The code below once again uses filter()
to include only rows where the country field is not equal to WW
and mutate()
to convert country codes to lower case and calculate sales in millions of copies sold. I then use code copied from Georgios Karamanis to remove extraneous characters from the released
field and convert to a date. We can then use fct_reorder()
to order the albums by release date, and fct_relevel()
as above to order countries as desired:
# chart with flags
sales %>%
filter(country != "WW") %>%
mutate(millions = sales/1000000) %>%
mutate(released = as.Date(str_remove_all(released, "\\[.+\\]|\\s+\\(.+\\)"), format = "%B %d, %Y")) %>%
mutate(title = fct_reorder(title, released)) %>%
mutate(country = fct_relevel(country, "FR", "AU", "JP", "CA", "GB", "US")) %>%
mutate(code = tolower(country)) %>%
ggplot(aes(millions, country)) +
geom_col() +
geom_flag(aes(country = code), size = 3) +
facet_wrap(artist ~title) +
labs(y = "", x = "Sales (millions)")
Stacked bar chart comparing sales data for the US and Great Britain
Because our data is incomplete, we need to be careful in the comparisons we make. As shown above, we have sales data for the US and UK for all albums except for Taylor Swift’s self-titled album, so let’s compare the number of copies of each album sold by Beyoncé and Taylor Swift across these two countries.
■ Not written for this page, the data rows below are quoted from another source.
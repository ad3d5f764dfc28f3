//! FrameSupplier - render-side bridge between the ring buffer and a backend
//!
//! This is the only code that runs inside the platform's real-time render
//! context. It must not allocate, lock, log, or block: it copies whatever the
//! ring buffer has ready and fills any shortfall with silence. Silence is the
//! underrun policy - it never violates the callback deadline and is less
//! jarring than repeating or glitching.

use std::sync::atomic::{AtomicBool, AtomicU64, Ordering};
use std::sync::Arc;

use crate::ring::FrameReader;

/// Shared render-side counters and the deferred fault flag.
///
/// Backends set `fault` from their (non-real-time) error paths; the engine's
/// producer loop polls it and translates it into a session transition plus an
/// event notification. Nothing ever propagates out of the callback itself.
#[derive(Debug, Default)]
pub struct RenderStats {
    /// Total frames delivered to the hardware
    pub frames_rendered: AtomicU64,
    /// Frames that had to be filled with silence
    pub underrun_frames: AtomicU64,
    /// Set when the stream reports a hardware error
    pub fault: AtomicBool,
}

impl RenderStats {
    pub fn new() -> Arc<Self> {
        Arc::new(Self::default())
    }

    /// Record a backend fault for the engine to pick up.
    pub fn flag_fault(&self) {
        self.fault.store(true, Ordering::Release);
    }

    pub fn has_fault(&self) -> bool {
        self.fault.load(Ordering::Acquire)
    }
}

/// Fills backend destination buffers from the frame ring.
///
/// Owned by exactly one render context at a time (the consumer side of the
/// SPSC ring). Moved into the platform callback or the push loop thread by
/// [`crate::engine::backend::OutputBackend::start`].
pub struct FrameSupplier {
    reader: FrameReader,
    stats: Arc<RenderStats>,
    channels: usize,
}

impl FrameSupplier {
    pub fn new(reader: FrameReader, stats: Arc<RenderStats>, channel_count: u16) -> Self {
        Self {
            reader,
            stats,
            channels: channel_count as usize,
        }
    }

    /// Interleaved channels per frame
    #[inline]
    pub fn channel_count(&self) -> usize {
        self.channels
    }

    /// Shared stats handle for backends that need to flag faults.
    pub fn stats(&self) -> Arc<RenderStats> {
        Arc::clone(&self.stats)
    }

    /// Frames currently ready in the ring (stale the instant it returns).
    #[inline]
    pub fn available(&self) -> usize {
        self.reader.available()
    }

    /// Fill `dest` with interleaved samples; zero any shortfall.
    ///
    /// Real-time safe. Returns the number of frames that came from the ring
    /// (the rest of `dest` is silence).
    #[inline]
    pub fn fill(&mut self, dest: &mut [f32]) -> usize {
        let requested = dest.len() / self.channels;
        let got = self.reader.try_read(dest);

        if got < requested {
            for sample in dest[got * self.channels..].iter_mut() {
                *sample = 0.0;
            }
            self.stats
                .underrun_frames
                .fetch_add((requested - got) as u64, Ordering::Relaxed);
        }

        self.stats
            .frames_rendered
            .fetch_add(requested as u64, Ordering::Relaxed);
        got
    }
}

#[cfg(test)]
mod tests {
    use super::*;
    use crate::ring::frame_ring;

    #[test]
    fn test_full_request_from_ring() {
        let (mut writer, reader) = frame_ring(64, 1);
        let data: Vec<f32> = (0..32).map(|i| i as f32 + 1.0).collect();
        writer.try_write(&data);

        let stats = RenderStats::new();
        let mut supplier = FrameSupplier::new(reader, Arc::clone(&stats), 1);

        let mut dest = [0.0_f32; 32];
        assert_eq!(supplier.fill(&mut dest), 32);
        assert_eq!(&dest[..], &data[..]);
        assert_eq!(stats.underrun_frames.load(Ordering::Relaxed), 0);
        assert_eq!(stats.frames_rendered.load(Ordering::Relaxed), 32);
    }

    #[test]
    fn test_empty_ring_yields_pure_silence() {
        // Underrun policy: every requested slot is zeroed, no blocking
        let (_writer, reader) = frame_ring(64, 1);
        let stats = RenderStats::new();
        let mut supplier = FrameSupplier::new(reader, Arc::clone(&stats), 1);

        let mut dest = [0.77_f32; 48];
        assert_eq!(supplier.fill(&mut dest), 0);
        assert!(dest.iter().all(|&s| s == 0.0), "all slots must be silence");
        assert_eq!(stats.underrun_frames.load(Ordering::Relaxed), 48);
    }

    #[test]
    fn test_partial_fill_zeroes_the_tail() {
        let (mut writer, reader) = frame_ring(64, 2);
        writer.try_write(&[0.5, 0.5, -0.5, -0.5]); // 2 stereo frames

        let stats = RenderStats::new();
        let mut supplier = FrameSupplier::new(reader, Arc::clone(&stats), 2);

        let mut dest = [0.9_f32; 12]; // 6 frames requested
        assert_eq!(supplier.fill(&mut dest), 2);
        assert_eq!(&dest[..4], &[0.5, 0.5, -0.5, -0.5]);
        assert!(dest[4..].iter().all(|&s| s == 0.0));
        assert_eq!(stats.underrun_frames.load(Ordering::Relaxed), 4);
        assert_eq!(stats.frames_rendered.load(Ordering::Relaxed), 6);
    }

    #[test]
    fn test_fault_flag_round_trip() {
        let stats = RenderStats::new();
        assert!(!stats.has_fault());
        stats.flag_fault();
        assert!(stats.has_fault());
    }
}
Here we split the data into facets using the artist variable, and use reorder_within()
and scale_x_reordered()
to sort titles within each group in descending order of sales. I am grateful to Julia Silge’s Reordering and facetting for ggplot2 for a worked example of these functions. Note that Taylor Swift’s self-titled album lacks UK sales data, and has been presented first by default, breaking this pattern. The use of the scales = free_y
argument in the facet_wrap()
function is necessary so that albums aren’t repeated for both artists, but are grouped separately by artist.
Here is the full code:
# chart without flags
sales %>%
filter(country %in% c("US", "GB")) %>%
mutate(artist = as.factor(artist),
title = reorder_within(title, sales, artist)) %>%
mutate(millions = sales/1000000) %>%
ggplot(aes(x = title, y = millions, fill = country)) +
geom_col() +
coord_flip() +
scale_x_reordered() +
facet_wrap(~artist, scales = "free_y") +
labs(y = "Copies sold (Millions)", x = "Album",
title = "Stacked bar chart comparing album sales in the US and GB",
caption = "Data source: Billboard via Wikipedia, October 2020") +
theme_minimal()
Grouped bar chart comparing sales data for the US and Great Britain
This data could similarly be charted using a grouped bar chart, depending on which features of the data we want to emphasize. The stacked bar chart above makes it easier to compare proportions and totals, while the grouped bar chart makes it easier to compare values across individual bars. (See, for example, Lisa Charlotte Rost’s What to consider when creating stacked column charts).
To generate a grouped bar chart, we need to use the position = position_dodge2
argument in the geom_col()
function, and preserve = "single"
to ensure that groups with only one row (e.g., Taylor Swift’s self-titled album) don’t take up double the space in the graph:
sales %>%
filter(country %in% c("US", "GB")) %>%
mutate(code = tolower(country)) %>%
mutate(artist = as.factor(artist),
title = reorder_within(title, sales, artist)) %>%
mutate(millions = sales/1000000) %>%
ggplot(aes(millions, title, fill = country)) +
geom_col(position = position_dodge2(preserve = "single")) +
scale_y_reordered() +
facet_wrap(~ artist, scales = "free_y") +
labs(x = "Copies sold (Millions)", y = "Album",
title = "Grouped bar chart comparing US and GB sales by album",
caption = "Data source: Billboard via Wikipedia, October 2020") +
theme_minimal()
References, resources, and next steps
Other resources that I’ve found useful for visualizing data can be found on my resources page.
In future posts, I’d like to start working with some of the Programme for International Student Assessment (PISA) data, with one goal being to revist these posts and graph data by country, using ggflags to represent each country with its respective flags.